# Neural Oblivious Decision Ensembles

Even though deep learning has attained trendendous success on data domains such as images, audio and texts.
GDBT still rule the domain of tabular data.

In this note we will discussa deep learning architecture [Neural Oblivious Decision Ensembles for Deep Learning on Tabular Data](https://arxiv.org/pdf/1909.06312.pdf) which is designed to work with any tabular data and generalizes ensembles of oblivious decision trees, but benefits from both end-to-end gradient-based optimization and the power of multi-layer hierarchical representation learning.

In [1]:
import numpy as np
import pandas as pd
import matplotlib.pyplot as plt
import tensorflow as tf
from tensorflow import keras
from tensorflow.keras import layers as L
import tensorflow_addons as tfa
from tensorflow_probability import distributions, stats

from sklearn.impute import SimpleImputer
from sklearn.preprocessing import StandardScaler, OneHotEncoder
from sklearn.pipeline import Pipeline
from sklearn.model_selection import StratifiedKFold
import joblib


# Data

In [2]:
data = pd.read_csv('../input/song-popularity-prediction/train.csv')
print(data.shape)
data.head()

(40000, 15)


Unnamed: 0,id,song_duration_ms,acousticness,danceability,energy,instrumentalness,key,liveness,loudness,audio_mode,speechiness,tempo,time_signature,audio_valence,song_popularity
0,0,212990.0,0.642286,0.85652,0.707073,0.002001,10.0,,-5.619088,0,0.08257,158.386236,4,0.734642,0
1,1,,0.054866,0.733289,0.835545,0.000996,8.0,0.436428,-5.236965,1,0.127358,102.752988,3,0.711531,1
2,2,193213.0,,0.188387,0.783524,-0.002694,5.0,0.170499,-4.951759,0,0.052282,178.685791,3,0.425536,0
3,3,249893.0,0.48866,0.585234,0.552685,0.000608,0.0,0.094805,-7.893694,0,0.035618,128.71563,3,0.453597,0
4,4,165969.0,0.493017,,0.740982,0.002033,10.0,0.094891,-2.684095,0,0.050746,121.928157,4,0.741311,0


In [3]:
test = pd.read_csv('../input/song-popularity-prediction/test.csv')
X_test = test.drop(['id'], axis=1)

In [4]:
X = data.drop(['id', 'song_popularity'], axis=1)
y = data['song_popularity']

In [5]:
skf = StratifiedKFold(n_splits=10, shuffle=True, random_state=0)

# Model

In [6]:
@tf.function
def sparsemoid(inputs):
    return tf.clip_by_value(0.5 * inputs + 0.5, 0., 1.)

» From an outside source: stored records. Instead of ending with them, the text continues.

// Test-specific lint overrides: integration tests use unwrap/expect freely,
// and some pedantic/nursery lints are not appropriate for test code.
#![allow(
    clippy::unwrap_used,
    clippy::expect_used,
    clippy::doc_markdown,
    clippy::future_not_send,
    clippy::missing_panics_doc,
    clippy::cast_possible_wrap
)]

//! Integration tests for gap recovery after a reconnect.
//!
//! Messages stored by the room service while the live channel was down must
//! be fetched once the channel is back, merged in sequence order, and never
//! duplicated by a live redelivery of the same message.

use std::sync::Arc;
use std::sync::atomic::{AtomicUsize, Ordering};
use std::time::Duration;

use tokio::sync::Notify;

use mentorchat::room::memory::InMemoryRoomService;
use mentorchat::room::{RoomError, RoomService};
use mentorchat::session::{ChatSession, SessionConfig, TranscriptSnapshot};
use mentorchat::transport::loopback::{LoopbackConnector, LoopbackServer};
use mentorchat_proto::channel::{ClientFrame, ServerFrame, room_topic};
use mentorchat_proto::message::{
    ClientRef, ConversationId, MessageId, MessageKind, Sequence, Timestamp, UserId, WireMessage,
};

const ROOM: ConversationId = ConversationId::new(42);
const WAIT: Duration = Duration::from_secs(5);

fn viewer() -> UserId {
    UserId::new("mentee-1")
}

fn mentor() -> UserId {
    UserId::new("mentor-7")
}

fn from_mentor(seq: u64) -> WireMessage {
    WireMessage {
        id: Some(MessageId::new(seq as i64)),
        room_id: Some(ROOM),
        sender_id: Some(mentor()),
        sender_name: Some("Dana".into()),
        content: format!("message {seq}"),
        kind: MessageKind::Chat,
        sent_at: Some(Timestamp::from_millis(1_700_000_000_000 + seq)),
        sequence_number: Some(Sequence::new(seq)),
        client_ref: None,
    }
}

fn deliver(payload: WireMessage) -> ServerFrame {
    ServerFrame::Message {
        topic: room_topic(ROOM),
        payload,
    }
}

async fn setup() -> (ChatSession, Arc<InMemoryRoomService>, LoopbackServer) {
    let rooms = InMemoryRoomService::new();
    rooms.set_room(&viewer(), &mentor(), ROOM);
    let rooms = Arc::new(rooms);
    let (connector, server) = LoopbackConnector::create(64);
    let config = SessionConfig {
        reconnect_delay: Duration::from_millis(50),
        ..SessionConfig::new(viewer())
    };
    (
        ChatSession::open(config, Arc::clone(&rooms), Arc::new(connector), &mentor())
            .await
            .unwrap(),
        rooms,
        server,
    )
}

async fn wait_subscribed(server: &LoopbackServer, times: usize) {
    server
        .wait_for(WAIT, |frames| {
            frames
                .iter()
                .filter(|f| matches!(f, ClientFrame::Subscribe { .. }))
                .count()
                >= times
        })
        .await
        .expect("client should subscribe");
}

async fn wait_transcript<F>(session: &ChatSession, pred: F) -> TranscriptSnapshot
where
    F: Fn(&TranscriptSnapshot) -> bool,
{
    let mut rx = session.transcript();
    tokio::time::timeout(WAIT, rx.wait_for(|s| pred(s)))
        .await
        .expect("timed out waiting for transcript")
        .expect("session ended")
        .clone()
}

async fn wait_missed_calls(rooms: &InMemoryRoomService, count: usize) {
    tokio::time::timeout(WAIT, async {
        while rooms.missed_calls().len() < count {
            tokio::time::sleep(Duration::from_millis(10)).await;
        }
    })
    .await
    .expect("recovery request should be made");
}

/// Room service whose `hold`-th missed-messages reply (counting from 0)
/// is computed when the request arrives but only returned after
/// [`GatedRooms::release`].
struct GatedRooms {
    inner: InMemoryRoomService,
    hold: usize,
    calls: AtomicUsize,
    gate: Notify,
}

impl GatedRooms {
    fn new(hold: usize) -> Self {
        let inner = InMemoryRoomService::new();
        inner.set_room(&viewer(), &mentor(), ROOM);
        Self {
            inner,
            hold,
            calls: AtomicUsize::new(0),
            gate: Notify::new(),
        }
    }

    fn release(&self) {
        self.gate.notify_one();
    }
}

impl RoomService for GatedRooms {
    async fn resolve_room(
        &self,
        counterpart: &UserId,
        viewer: &UserId,
    ) -> Result<ConversationId, RoomError> {
        self.inner.resolve_room(counterpart, viewer).await
    }

    async fn recent_messages(
        &self,
        conversation: ConversationId,
    ) -> Result<Vec<WireMessage>, RoomError> {
        self.inner.recent_messages(conversation).await
    }

    async fn missed_messages(
        &self,
        conversation: ConversationId,
        since: Sequence,
    ) -> Result<Vec<WireMessage>, RoomError> {
        let result = self.inner.missed_messages(conversation, since).await;
        if self.calls.fetch_add(1, Ordering::SeqCst) == self.hold {
            self.gate.notified().await;
        }
        result
    }

    async fn send_message(
        &self,
        conversation: ConversationId,
        sender: &UserId,
        body: &str,
        client_ref: ClientRef,
    ) -> Result<(), RoomError> {
        self.inner
            .send_message(conversation, sender, body, client_ref)
            .await
    }
}

async fn open_gated(rooms: &Arc<GatedRooms>) -> (ChatSession, LoopbackServer) {
    let (connector, server) = LoopbackConnector::create(64);
    let config = SessionConfig {
        reconnect_delay: Duration::from_millis(50),
        ..SessionConfig::new(viewer())
    };
    let session = ChatSession::open(config, Arc::clone(rooms), Arc::new(connector), &mentor())
        .await
        .unwrap();
    (session, server)
}

fn sequences(snapshot: &TranscriptSnapshot) -> Vec<u64> {
    snapshot
        .iter()
        .filter_map(|e| e.message.sequence.map(Sequence::get))
        .collect()
}

/// Waits until at least `count` acknowledgments have arrived.
async fn wait_acks(server: &LoopbackServer, count: usize) {
    server
        .wait_for(WAIT, |frames| {
            frames
                .iter()
                .filter(|f| matches!(f, ClientFrame::Ack(_)))
                .count()
                >= count
        })
        .await
        .expect("acknowledgments should arrive");
}

fn acked_ids(server: &LoopbackServer) -> Vec<i64> {
    server.acks().iter().map(|a| a.message_id.get()).collect()
}

#[tokio::test]
async fn messages_missed_while_offline_are_recovered_once() {
    // The first request (after the initial connect) answers at once; the
    // one after the reconnect is held until the live redelivery is in.
    let rooms = Arc::new(GatedRooms::new(1));
    for seq in 1..=10 {
        rooms.inner.add_history(ROOM, from_mentor(seq));
    }
    let (session, server) = open_gated(&rooms).await;

    assert_eq!(session.transcript().borrow().len(), 10);
    wait_subscribed(&server, 1).await;
    wait_missed_calls(&rooms.inner, 1).await;
    wait_acks(&server, 10).await;

    // Two messages are stored while the channel is down.
    server.disconnect();
    rooms.inner.add_history(ROOM, from_mentor(11));
    rooms.inner.add_history(ROOM, from_mentor(12));

    wait_subscribed(&server, 2).await;
    wait_missed_calls(&rooms.inner, 2).await;

    // The server redelivers 11 live before recovery has answered.
    server.push(deliver(from_mentor(11)));
    let live = wait_transcript(&session, |s| s.len() == 11).await;
    assert_eq!(sequences(&live), (1..=11).collect::<Vec<_>>());

    rooms.release();
    let snapshot = wait_transcript(&session, |s| s.len() == 12).await;
    assert_eq!(sequences(&snapshot), (1..=12).collect::<Vec<_>>());

    // Both requests start from the watermark set by the history page.
    assert_eq!(
        rooms.inner.missed_calls(),
        vec![(ROOM, Sequence::new(10)), (ROOM, Sequence::new(10))]
    );

    wait_acks(&server, 12).await;
    tokio::time::sleep(Duration::from_millis(100)).await;
    assert_eq!(acked_ids(&server), (1..=12).collect::<Vec<_>>());

    // A late redelivery changes nothing.
    server.push(deliver(from_mentor(12)));
    tokio::time::sleep(Duration::from_millis(100)).await;
    assert_eq!(session.transcript().borrow().len(), 12);
    assert_eq!(server.acks().len(), 12);

    session.close().await;
}

#[tokio::test]
async fn reconnect_during_recovery_runs_a_follow_up_request() {
    // The request after the first connect is held past a reconnect.
    let rooms = Arc::new(GatedRooms::new(0));
    rooms.inner.add_history(ROOM, from_mentor(1));
    let (session, server) = open_gated(&rooms).await;

    wait_subscribed(&server, 1).await;
    wait_missed_calls(&rooms.inner, 1).await;

    server.disconnect();
    rooms.inner.add_history(ROOM, from_mentor(2));
    wait_subscribed(&server, 2).await;

    // The held reply was computed before 2 existed.
    rooms.release();
    let snapshot = wait_transcript(&session, |s| s.len() == 2).await;
    assert_eq!(sequences(&snapshot), vec![1, 2]);
    assert_eq!(
        rooms.inner.missed_calls(),
        vec![(ROOM, Sequence::new(1)), (ROOM, Sequence::new(1))]
    );

    wait_acks(&server, 2).await;
    assert_eq!(acked_ids(&server), vec![1, 2]);

    session.close().await;
}

#[tokio::test]
async fn no_follow_up_request_without_a_reconnect() {
    let rooms = Arc::new(GatedRooms::new(0));
    rooms.inner.add_history(ROOM, from_mentor(1));
    let (session, server) = open_gated(&rooms).await;

    wait_subscribed(&server, 1).await;
    wait_missed_calls(&rooms.inner, 1).await;
    rooms.release();
    tokio::time::sleep(Duration::from_millis(200)).await;

    assert_eq!(rooms.inner.missed_calls().len(), 1);
    session.close().await;
}

#[tokio::test]
async fn empty_transcript_skips_recovery() {
    let (session, rooms, server) = setup().await;
    wait_subscribed(&server, 1).await;

    server.disconnect();
    wait_subscribed(&server, 2).await;

    assert!(rooms.missed_calls().is_empty());
    session.close().await;
}

#[tokio::test]
async fn recovery_asks_from_the_highest_live_sequence() {
    let (session, rooms, server) = setup().await;
    wait_subscribed(&server, 1).await;

    server.push(deliver(from_mentor(4)));
    server.push(deliver(from_mentor(7)));
    wait_transcript(&session, |s| s.len() == 2).await;

    server.disconnect();
    wait_missed_calls(&rooms, 1).await;

    assert_eq!(rooms.missed_calls(), vec![(ROOM, Sequence::new(7))]);
    session.close().await;
}

#[tokio::test]
async fn recovered_messages_are_merged_in_sequence_order() {
    let rooms = InMemoryRoomService::new();
    rooms.set_room(&viewer(), &mentor(), ROOM);
    rooms.add_history(ROOM, from_mentor(1));
    let rooms = Arc::new(rooms);
    let (connector, server) = LoopbackConnector::create(64);
    let config = SessionConfig {
        reconnect_delay: Duration::from_millis(50),
        ..SessionConfig::new(viewer())
    };
    let session = ChatSession::open(config, Arc::clone(&rooms), Arc::new(connector), &mentor())
        .await
        .unwrap();
    wait_subscribed(&server, 1).await;

    server.disconnect();
    for seq in [4, 2, 3] {
        rooms.add_history(ROOM, from_mentor(seq));
    }

    let snapshot = wait_transcript(&session, |s| s.len() == 4).await;
    assert_eq!(sequences(&snapshot), vec![1, 2, 3, 4]);

    wait_acks(&server, 4).await;
    assert_eq!(acked_ids(&server), vec![1, 2, 3, 4]);

    session.close().await;
}

#[tokio::test]
async fn failed_recovery_waits_for_the_next_reconnect() {
    let rooms = InMemoryRoomService::new();
    rooms.set_room(&viewer(), &mentor(), ROOM);
    rooms.add_history(ROOM, from_mentor(1));
    rooms.fail_missed(Some(RoomError::Unavailable("HTTP 503".into())));
    let rooms = Arc::new(rooms);
    let (connector, server) = LoopbackConnector::create(64);
    let config = SessionConfig {
        reconnect_delay: Duration::from_millis(50),
        ..SessionConfig::new(viewer())
    };
    let session = ChatSession::open(config, Arc::clone(&rooms), Arc::new(connector), &mentor())
        .await
        .unwrap();
    wait_subscribed(&server, 1).await;
    wait_missed_calls(&rooms, 1).await;

    rooms.add_history(ROOM, from_mentor(2));
    tokio::time::sleep(Duration::from_millis(200)).await;

    // The live channel stays up and no new request is made on its own.
    assert_eq!(rooms.missed_calls().len(), 1);
    assert_eq!(session.transcript().borrow().len(), 1);
    assert!(server.is_connected());

    rooms.fail_missed(None);
    server.disconnect();
    wait_missed_calls(&rooms, 2).await;

    let snapshot = wait_transcript(&session, |s| s.len() == 2).await;
    assert_eq!(sequences(&snapshot), vec![1, 2]);
    assert_eq!(rooms.missed_calls()[1], (ROOM, Sequence::new(1)));

    session.close().await;
}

def get_binary_lookup_table(depth):
    # output: binary tensor [depth, 2**depth, 2]
    indices = tf.keras.backend.arange(0, 2**depth, 1)
    offsets = 2 ** tf.keras.backend.arange(0, depth, 1)
    bin_codes = (tf.reshape(indices, (1, -1)) // tf.reshape(offsets, (-1, 1)) % 2)
    bin_codes = tf.stack([bin_codes, 1 - bin_codes], axis=-1)
    bin_codes = tf.cast(bin_codes, 'float32')
    binary_lut = tf.Variable(initial_value=bin_codes, trainable=False)
    return binary_lut


def get_feature_selection_logits(n_trees, depth, dim):
    initializer = tf.keras.initializers.random_uniform()
    init_shape = (dim, n_trees, depth)
    init_value = initializer(shape=init_shape, dtype='float32')
    return tf.Variable(init_value, trainable=True)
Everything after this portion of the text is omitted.